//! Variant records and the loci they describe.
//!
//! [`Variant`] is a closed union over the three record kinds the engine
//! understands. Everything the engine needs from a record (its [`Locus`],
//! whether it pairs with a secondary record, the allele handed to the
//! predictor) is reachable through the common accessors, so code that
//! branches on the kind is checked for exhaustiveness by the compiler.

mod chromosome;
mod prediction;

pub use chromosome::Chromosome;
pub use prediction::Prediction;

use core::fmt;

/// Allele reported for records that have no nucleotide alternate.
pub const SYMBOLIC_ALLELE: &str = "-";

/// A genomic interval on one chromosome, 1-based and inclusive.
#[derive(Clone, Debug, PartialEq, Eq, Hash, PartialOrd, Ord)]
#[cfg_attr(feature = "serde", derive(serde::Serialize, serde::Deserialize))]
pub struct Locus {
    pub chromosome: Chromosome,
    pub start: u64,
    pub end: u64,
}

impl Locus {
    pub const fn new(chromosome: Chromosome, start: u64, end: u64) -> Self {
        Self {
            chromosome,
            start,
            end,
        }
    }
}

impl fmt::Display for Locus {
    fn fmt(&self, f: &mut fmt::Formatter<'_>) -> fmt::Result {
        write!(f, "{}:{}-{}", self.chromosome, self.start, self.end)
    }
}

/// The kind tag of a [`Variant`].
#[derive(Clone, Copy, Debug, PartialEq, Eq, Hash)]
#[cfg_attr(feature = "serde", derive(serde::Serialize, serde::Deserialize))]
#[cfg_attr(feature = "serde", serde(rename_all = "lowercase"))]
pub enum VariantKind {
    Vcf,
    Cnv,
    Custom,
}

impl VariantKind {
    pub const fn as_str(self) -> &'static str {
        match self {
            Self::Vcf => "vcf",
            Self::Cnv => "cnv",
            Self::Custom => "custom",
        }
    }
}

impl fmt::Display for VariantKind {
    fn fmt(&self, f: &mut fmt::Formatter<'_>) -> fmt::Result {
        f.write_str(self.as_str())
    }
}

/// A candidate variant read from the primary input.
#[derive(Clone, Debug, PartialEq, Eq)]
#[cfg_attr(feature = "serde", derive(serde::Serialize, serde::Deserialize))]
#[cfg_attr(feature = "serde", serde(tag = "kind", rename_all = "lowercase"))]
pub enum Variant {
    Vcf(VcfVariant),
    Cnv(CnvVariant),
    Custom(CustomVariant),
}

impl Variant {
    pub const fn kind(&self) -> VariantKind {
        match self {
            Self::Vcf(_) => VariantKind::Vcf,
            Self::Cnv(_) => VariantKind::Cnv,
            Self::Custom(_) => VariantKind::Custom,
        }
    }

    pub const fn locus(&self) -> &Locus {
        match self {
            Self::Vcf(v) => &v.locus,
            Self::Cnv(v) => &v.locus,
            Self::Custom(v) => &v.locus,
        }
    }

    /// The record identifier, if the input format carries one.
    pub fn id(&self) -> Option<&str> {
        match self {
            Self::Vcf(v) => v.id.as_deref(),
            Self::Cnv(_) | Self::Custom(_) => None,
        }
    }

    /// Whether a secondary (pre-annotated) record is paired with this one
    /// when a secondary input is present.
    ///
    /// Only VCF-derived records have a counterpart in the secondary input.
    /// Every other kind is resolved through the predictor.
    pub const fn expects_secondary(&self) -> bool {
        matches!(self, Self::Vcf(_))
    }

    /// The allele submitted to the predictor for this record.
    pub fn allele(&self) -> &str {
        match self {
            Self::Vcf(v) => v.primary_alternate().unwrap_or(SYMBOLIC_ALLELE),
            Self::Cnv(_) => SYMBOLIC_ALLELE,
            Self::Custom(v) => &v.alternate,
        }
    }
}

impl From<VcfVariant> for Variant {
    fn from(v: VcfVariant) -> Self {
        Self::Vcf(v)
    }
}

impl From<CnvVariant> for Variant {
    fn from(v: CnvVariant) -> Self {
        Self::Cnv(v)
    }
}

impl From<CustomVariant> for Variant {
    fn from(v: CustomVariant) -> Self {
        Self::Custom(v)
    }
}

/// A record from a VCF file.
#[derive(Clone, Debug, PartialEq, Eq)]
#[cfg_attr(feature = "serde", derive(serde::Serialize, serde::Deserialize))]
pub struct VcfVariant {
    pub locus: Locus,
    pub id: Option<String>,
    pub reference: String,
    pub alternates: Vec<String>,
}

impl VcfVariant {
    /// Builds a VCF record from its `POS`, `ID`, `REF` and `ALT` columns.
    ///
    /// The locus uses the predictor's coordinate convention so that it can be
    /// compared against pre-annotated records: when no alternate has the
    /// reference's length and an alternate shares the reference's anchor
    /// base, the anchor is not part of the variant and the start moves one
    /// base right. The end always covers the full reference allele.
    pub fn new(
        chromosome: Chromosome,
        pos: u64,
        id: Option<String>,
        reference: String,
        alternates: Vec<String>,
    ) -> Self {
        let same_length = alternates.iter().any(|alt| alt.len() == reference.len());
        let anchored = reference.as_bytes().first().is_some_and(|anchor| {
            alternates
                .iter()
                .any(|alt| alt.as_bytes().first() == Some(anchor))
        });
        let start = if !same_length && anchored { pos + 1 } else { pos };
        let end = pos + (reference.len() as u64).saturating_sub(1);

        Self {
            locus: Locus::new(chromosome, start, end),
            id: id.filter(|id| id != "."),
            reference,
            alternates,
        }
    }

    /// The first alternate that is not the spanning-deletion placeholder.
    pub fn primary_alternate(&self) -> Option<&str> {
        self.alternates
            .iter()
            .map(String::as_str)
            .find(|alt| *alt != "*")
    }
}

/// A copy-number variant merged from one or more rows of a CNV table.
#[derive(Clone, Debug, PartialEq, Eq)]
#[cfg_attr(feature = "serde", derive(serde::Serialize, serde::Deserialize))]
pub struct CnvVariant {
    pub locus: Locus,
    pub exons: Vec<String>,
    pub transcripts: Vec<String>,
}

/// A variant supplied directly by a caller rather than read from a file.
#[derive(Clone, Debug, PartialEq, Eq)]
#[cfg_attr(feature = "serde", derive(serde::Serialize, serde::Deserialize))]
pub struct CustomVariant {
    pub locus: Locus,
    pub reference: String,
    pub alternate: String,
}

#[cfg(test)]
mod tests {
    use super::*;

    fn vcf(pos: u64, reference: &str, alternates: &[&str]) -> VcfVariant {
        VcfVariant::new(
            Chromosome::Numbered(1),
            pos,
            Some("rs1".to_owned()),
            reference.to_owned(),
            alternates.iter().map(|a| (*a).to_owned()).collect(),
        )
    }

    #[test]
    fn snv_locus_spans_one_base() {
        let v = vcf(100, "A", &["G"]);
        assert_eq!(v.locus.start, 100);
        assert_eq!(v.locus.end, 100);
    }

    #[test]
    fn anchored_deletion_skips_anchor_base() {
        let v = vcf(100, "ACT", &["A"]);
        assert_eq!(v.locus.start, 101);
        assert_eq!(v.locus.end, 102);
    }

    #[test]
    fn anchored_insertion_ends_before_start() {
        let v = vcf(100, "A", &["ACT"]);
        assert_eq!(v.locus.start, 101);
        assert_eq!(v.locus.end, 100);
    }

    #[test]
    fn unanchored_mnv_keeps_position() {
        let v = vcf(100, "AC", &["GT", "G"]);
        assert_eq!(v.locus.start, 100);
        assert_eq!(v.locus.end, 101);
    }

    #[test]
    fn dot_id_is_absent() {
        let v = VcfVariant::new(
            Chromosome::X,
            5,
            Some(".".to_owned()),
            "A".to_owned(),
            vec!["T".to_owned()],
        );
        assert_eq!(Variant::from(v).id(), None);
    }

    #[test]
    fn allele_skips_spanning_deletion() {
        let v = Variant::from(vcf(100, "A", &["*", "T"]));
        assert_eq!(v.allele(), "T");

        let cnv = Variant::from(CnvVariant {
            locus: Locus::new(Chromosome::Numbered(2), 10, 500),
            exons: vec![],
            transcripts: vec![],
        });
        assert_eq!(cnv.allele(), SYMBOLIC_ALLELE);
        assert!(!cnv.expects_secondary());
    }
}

...

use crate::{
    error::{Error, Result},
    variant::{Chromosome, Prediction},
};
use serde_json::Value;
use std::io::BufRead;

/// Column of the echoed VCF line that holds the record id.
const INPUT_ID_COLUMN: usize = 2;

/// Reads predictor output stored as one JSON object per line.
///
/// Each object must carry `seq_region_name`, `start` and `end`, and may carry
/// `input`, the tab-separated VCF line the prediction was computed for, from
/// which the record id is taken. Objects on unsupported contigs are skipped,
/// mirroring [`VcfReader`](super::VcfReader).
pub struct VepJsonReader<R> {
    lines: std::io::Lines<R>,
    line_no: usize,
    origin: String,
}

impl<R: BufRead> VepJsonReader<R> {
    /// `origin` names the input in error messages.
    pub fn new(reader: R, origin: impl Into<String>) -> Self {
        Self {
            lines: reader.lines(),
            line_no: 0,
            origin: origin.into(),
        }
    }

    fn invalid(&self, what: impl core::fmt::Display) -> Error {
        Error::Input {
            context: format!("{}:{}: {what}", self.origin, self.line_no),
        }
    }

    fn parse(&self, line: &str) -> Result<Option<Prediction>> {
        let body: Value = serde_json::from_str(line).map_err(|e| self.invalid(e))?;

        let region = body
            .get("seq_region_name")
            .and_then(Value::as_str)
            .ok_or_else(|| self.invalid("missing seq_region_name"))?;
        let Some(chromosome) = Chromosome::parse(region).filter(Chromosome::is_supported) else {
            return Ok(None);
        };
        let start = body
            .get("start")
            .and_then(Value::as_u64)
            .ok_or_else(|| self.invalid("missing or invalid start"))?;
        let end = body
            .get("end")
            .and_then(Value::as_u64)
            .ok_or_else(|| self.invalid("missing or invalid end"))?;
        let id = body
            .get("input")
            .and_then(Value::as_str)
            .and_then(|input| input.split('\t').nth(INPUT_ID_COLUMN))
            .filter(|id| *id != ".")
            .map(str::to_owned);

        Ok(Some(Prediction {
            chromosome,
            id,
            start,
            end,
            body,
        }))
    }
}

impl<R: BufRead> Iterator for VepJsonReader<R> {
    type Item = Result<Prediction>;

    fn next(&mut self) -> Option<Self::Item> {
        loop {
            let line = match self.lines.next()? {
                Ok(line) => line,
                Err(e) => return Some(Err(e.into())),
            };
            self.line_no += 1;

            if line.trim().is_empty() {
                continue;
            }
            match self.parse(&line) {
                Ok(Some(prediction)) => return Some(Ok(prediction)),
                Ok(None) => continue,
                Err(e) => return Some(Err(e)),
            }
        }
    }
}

* * *

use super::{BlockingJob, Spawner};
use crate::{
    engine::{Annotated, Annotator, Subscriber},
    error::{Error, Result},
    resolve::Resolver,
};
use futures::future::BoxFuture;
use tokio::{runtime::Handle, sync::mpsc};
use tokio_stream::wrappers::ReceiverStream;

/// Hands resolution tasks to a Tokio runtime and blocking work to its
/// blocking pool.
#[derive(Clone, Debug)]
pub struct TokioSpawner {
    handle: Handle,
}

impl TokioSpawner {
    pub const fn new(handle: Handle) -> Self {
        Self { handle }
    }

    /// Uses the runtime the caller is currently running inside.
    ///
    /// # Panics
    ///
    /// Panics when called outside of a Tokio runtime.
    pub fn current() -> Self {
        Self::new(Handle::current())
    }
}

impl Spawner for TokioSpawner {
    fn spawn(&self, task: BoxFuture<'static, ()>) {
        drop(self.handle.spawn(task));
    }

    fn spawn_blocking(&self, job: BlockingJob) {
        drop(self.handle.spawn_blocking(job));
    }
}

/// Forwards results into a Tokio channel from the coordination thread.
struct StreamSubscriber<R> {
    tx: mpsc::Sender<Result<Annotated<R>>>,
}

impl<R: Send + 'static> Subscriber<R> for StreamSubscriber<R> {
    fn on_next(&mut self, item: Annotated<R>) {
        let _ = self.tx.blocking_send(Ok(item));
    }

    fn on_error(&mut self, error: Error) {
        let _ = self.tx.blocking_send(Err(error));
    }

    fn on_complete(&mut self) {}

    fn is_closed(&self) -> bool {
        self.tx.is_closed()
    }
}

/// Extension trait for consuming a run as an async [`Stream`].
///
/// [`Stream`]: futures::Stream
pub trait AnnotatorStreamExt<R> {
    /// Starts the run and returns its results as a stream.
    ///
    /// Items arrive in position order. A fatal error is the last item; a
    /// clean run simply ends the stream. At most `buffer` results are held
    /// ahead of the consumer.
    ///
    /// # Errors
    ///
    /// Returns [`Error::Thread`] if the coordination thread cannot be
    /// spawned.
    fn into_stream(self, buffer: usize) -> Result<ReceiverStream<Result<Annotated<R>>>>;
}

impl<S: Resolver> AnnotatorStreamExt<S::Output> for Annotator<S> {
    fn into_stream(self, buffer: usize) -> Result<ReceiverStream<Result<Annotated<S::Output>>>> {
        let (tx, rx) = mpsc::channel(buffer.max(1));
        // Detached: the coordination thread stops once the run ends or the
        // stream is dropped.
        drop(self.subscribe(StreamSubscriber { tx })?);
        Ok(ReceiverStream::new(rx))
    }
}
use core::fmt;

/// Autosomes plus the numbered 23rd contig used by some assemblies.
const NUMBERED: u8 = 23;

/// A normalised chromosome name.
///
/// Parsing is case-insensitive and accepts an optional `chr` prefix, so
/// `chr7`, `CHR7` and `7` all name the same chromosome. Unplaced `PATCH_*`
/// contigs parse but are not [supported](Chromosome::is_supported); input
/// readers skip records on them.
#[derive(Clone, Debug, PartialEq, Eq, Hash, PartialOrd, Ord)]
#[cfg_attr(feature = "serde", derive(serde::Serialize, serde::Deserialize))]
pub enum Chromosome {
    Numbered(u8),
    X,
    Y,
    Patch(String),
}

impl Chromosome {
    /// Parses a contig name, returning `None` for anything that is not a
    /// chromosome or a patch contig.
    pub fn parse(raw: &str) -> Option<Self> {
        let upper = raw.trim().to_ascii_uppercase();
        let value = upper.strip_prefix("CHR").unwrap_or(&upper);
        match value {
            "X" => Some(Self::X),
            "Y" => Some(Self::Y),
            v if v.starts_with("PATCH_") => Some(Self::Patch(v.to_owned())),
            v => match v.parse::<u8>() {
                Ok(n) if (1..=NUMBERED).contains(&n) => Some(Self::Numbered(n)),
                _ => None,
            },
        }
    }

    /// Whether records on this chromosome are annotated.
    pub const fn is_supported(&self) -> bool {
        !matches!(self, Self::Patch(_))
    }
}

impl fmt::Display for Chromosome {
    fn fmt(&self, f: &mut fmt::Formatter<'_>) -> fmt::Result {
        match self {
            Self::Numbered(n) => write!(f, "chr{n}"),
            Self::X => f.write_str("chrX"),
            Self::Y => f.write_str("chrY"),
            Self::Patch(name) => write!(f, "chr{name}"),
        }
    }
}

EXERCISE INSTRUCTIONS
From the entries above, pull out each line that includes "alternates".

RESULT OF THE EXERCISE
    pub alternates: Vec<String>,
        alternates: Vec<String>,
        let same_length = alternates.iter().any(|alt| alt.len() == reference.len());
            alternates
            alternates,
        self.alternates
    fn vcf(pos: u64, reference: &str, alternates: &[&str]) -> VcfVariant {
            alternates.iter().map(|a| (*a).to_owned()).collect(),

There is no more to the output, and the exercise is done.